HOW TO COMPLETE THIS TASK> For the data below, restate word for word only the lines from the line containing "use std::time::Duration;" through the line containing "const TOKEN_REQUEST_TIMEOUT: Duration", both ends included.

MATERIALS PROVIDED>
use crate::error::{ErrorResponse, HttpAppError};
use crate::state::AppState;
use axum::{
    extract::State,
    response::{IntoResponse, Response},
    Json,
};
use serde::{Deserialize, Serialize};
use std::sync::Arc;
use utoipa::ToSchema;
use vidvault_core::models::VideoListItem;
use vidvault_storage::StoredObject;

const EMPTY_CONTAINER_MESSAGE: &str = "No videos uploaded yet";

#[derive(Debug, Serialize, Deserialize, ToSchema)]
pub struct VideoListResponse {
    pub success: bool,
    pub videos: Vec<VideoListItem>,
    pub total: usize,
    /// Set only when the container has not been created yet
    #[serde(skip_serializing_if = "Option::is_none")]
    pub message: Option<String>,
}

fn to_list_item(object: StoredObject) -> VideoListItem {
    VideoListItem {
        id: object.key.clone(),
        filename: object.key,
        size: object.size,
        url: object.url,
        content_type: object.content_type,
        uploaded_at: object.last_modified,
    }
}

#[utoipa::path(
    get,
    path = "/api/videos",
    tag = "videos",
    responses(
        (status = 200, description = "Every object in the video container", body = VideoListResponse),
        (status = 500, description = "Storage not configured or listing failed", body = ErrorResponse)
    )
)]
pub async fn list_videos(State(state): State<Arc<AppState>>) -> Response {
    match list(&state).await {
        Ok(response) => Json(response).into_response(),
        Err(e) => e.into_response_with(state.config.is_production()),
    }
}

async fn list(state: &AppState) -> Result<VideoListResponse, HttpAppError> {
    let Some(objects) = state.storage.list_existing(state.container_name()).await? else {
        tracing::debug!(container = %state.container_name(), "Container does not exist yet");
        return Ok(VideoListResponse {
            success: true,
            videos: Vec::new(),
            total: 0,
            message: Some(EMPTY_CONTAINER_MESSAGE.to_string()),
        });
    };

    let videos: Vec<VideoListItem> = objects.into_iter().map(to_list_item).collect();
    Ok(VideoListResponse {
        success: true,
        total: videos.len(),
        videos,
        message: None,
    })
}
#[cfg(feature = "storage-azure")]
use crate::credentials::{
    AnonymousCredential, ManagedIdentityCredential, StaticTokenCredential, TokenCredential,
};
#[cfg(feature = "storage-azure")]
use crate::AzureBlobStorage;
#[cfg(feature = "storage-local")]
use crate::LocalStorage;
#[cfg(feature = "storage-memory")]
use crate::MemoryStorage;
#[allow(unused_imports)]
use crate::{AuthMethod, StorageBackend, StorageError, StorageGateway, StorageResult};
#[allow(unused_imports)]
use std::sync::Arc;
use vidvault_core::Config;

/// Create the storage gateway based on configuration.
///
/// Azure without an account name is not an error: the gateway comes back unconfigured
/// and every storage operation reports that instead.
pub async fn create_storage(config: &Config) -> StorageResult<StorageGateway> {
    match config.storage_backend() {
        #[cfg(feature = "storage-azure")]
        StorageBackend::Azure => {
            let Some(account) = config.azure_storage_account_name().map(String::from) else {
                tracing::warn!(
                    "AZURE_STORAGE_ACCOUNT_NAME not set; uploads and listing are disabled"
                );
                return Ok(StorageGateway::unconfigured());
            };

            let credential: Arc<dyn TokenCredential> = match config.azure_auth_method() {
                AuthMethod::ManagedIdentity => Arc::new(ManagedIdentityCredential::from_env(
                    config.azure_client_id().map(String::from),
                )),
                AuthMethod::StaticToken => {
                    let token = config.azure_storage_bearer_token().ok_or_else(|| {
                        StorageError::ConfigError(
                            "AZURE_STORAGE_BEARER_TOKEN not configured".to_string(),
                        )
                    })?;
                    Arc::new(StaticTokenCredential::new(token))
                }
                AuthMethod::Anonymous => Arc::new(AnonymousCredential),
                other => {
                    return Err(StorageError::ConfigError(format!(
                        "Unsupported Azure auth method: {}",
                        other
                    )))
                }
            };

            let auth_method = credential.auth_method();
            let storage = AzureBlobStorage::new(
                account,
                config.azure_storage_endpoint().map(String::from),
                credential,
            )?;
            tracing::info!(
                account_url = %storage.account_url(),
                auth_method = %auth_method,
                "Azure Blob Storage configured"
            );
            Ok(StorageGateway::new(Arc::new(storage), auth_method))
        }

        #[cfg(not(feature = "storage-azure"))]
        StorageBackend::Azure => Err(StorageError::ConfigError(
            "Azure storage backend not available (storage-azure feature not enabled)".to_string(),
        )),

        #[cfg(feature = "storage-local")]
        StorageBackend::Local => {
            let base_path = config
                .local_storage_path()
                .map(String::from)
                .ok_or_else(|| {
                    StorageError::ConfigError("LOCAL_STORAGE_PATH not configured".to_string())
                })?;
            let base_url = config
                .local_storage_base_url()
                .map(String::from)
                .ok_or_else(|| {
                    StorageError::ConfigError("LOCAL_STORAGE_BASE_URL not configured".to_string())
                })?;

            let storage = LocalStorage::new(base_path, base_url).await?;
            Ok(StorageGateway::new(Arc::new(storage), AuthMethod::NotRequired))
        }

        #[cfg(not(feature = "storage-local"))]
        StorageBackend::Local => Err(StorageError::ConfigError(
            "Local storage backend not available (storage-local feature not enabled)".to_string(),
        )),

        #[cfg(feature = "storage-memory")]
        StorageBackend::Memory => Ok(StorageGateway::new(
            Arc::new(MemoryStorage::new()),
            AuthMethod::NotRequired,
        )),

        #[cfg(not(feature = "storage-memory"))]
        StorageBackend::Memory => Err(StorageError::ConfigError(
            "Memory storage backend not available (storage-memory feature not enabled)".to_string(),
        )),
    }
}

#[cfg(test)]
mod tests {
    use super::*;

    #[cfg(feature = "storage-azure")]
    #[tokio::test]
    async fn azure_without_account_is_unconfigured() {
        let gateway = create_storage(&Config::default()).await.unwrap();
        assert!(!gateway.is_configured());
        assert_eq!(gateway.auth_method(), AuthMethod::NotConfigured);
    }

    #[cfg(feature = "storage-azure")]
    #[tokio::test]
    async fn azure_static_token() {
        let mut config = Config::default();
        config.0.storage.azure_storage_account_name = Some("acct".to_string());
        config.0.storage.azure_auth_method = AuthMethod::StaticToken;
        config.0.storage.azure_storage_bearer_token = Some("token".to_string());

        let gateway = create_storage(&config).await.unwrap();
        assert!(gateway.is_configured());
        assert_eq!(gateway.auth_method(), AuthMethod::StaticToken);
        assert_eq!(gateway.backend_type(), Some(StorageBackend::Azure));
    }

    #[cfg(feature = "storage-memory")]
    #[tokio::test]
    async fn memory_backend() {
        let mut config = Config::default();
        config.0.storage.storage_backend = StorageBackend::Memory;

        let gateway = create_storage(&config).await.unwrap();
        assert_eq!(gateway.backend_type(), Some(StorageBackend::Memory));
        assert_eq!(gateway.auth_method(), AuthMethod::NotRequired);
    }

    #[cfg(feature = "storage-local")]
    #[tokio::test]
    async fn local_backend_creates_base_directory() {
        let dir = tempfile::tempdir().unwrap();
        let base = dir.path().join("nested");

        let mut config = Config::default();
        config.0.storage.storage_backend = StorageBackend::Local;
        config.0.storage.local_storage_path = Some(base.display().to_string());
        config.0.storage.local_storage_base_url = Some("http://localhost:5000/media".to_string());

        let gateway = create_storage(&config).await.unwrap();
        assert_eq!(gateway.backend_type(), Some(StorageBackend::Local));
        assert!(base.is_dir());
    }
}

---

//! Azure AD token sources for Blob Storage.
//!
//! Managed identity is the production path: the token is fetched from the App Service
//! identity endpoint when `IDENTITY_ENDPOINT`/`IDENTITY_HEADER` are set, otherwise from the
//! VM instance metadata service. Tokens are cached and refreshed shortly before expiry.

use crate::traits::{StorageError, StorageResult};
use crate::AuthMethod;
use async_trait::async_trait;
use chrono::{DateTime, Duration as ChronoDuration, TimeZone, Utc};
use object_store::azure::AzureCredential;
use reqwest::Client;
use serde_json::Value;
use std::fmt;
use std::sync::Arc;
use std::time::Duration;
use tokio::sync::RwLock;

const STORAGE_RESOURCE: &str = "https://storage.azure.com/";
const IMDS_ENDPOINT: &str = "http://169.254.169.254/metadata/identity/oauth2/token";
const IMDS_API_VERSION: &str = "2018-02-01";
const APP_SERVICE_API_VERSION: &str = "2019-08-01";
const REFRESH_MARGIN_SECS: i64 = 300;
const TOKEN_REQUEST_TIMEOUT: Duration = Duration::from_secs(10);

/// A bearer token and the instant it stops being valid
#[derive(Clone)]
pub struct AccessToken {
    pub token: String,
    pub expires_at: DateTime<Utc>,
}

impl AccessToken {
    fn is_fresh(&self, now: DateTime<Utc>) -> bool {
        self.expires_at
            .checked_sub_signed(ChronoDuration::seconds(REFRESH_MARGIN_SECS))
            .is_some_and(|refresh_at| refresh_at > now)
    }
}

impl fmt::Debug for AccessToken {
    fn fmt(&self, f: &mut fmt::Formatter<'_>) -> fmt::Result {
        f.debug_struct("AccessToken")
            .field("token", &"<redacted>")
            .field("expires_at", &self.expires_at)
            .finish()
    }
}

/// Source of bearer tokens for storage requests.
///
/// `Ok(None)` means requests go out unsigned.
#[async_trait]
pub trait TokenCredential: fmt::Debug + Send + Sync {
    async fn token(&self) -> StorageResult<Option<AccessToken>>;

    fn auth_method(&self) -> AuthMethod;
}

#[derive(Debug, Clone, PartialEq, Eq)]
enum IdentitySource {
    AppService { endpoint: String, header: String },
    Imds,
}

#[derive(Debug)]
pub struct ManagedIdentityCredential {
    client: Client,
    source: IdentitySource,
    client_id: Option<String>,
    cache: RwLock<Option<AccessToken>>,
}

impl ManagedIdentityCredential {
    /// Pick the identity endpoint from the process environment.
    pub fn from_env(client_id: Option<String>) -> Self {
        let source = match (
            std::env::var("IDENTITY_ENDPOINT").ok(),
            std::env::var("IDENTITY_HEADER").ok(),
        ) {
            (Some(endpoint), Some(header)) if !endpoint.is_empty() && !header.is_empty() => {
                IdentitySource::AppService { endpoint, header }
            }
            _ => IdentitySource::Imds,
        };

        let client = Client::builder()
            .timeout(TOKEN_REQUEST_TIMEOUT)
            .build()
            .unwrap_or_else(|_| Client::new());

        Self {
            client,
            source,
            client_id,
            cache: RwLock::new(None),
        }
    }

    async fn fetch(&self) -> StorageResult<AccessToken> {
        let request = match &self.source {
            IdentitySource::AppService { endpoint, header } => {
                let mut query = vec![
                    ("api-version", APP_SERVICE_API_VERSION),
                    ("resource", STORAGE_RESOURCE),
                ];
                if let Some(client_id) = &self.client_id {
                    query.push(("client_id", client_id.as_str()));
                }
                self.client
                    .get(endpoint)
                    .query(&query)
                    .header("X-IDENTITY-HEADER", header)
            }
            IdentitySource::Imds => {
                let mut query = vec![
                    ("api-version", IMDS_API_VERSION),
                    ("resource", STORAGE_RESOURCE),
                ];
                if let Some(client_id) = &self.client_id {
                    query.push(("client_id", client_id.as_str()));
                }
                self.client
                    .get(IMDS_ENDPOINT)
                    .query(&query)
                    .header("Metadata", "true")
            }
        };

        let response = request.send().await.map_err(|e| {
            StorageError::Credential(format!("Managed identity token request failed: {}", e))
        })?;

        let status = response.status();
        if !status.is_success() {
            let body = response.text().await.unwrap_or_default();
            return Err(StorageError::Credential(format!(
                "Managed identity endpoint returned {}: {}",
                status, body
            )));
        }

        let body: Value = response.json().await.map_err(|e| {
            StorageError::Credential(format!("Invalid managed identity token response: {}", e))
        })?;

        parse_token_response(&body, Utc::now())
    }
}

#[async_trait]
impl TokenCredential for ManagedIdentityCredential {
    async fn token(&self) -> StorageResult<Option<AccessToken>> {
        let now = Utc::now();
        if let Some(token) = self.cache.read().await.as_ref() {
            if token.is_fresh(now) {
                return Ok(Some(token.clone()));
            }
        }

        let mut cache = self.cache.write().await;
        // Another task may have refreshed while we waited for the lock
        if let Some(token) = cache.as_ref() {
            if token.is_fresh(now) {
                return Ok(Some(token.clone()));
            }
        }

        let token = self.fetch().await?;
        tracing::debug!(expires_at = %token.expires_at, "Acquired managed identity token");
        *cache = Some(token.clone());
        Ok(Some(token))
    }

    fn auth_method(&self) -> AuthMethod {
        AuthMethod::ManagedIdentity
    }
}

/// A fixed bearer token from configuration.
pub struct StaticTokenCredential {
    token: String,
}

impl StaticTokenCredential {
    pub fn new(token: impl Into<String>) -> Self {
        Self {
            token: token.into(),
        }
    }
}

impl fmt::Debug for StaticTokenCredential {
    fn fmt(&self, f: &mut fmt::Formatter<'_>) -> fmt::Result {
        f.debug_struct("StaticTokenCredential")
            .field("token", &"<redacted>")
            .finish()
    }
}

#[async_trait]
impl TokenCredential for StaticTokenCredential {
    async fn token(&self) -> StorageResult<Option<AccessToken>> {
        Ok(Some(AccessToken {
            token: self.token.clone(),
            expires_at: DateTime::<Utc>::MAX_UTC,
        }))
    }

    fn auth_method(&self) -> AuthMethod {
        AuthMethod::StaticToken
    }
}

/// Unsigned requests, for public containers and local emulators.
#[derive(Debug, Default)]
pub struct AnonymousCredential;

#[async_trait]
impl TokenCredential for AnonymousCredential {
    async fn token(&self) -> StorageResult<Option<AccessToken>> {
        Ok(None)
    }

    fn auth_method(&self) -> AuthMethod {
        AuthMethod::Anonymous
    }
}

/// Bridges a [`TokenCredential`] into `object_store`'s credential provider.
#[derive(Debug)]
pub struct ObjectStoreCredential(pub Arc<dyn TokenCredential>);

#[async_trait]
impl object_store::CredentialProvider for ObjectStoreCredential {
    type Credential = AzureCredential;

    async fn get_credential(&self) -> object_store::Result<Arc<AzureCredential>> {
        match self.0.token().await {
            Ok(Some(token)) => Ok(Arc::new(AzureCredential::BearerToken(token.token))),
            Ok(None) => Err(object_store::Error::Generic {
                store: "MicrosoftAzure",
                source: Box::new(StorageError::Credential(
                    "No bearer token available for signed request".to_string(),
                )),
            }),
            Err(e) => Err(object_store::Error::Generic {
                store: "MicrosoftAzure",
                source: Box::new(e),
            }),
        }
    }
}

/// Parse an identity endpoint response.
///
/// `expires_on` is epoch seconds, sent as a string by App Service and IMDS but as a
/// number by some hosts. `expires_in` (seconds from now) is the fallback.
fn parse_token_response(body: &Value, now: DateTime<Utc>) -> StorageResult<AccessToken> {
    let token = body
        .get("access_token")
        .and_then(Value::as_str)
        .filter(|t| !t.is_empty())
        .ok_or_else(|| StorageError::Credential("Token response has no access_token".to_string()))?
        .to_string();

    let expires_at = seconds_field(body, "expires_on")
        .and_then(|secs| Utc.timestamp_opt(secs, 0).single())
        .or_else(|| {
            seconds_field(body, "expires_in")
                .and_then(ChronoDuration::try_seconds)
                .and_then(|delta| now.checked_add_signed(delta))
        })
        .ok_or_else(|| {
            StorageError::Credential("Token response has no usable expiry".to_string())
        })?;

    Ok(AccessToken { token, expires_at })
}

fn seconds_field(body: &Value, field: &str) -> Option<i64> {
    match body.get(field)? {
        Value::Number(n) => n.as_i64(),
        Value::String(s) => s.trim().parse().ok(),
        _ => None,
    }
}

RESPONSE BOX>
use std::time::Duration;
use tokio::sync::RwLock;

const STORAGE_RESOURCE: &str = "https://storage.azure.com/";
const IMDS_ENDPOINT: &str = "http://169.254.169.254/metadata/identity/oauth2/token";
const IMDS_API_VERSION: &str = "2018-02-01";
const APP_SERVICE_API_VERSION: &str = "2019-08-01";
const REFRESH_MARGIN_SECS: i64 = 300;
const TOKEN_REQUEST_TIMEOUT: Duration = Duration::from_secs(10);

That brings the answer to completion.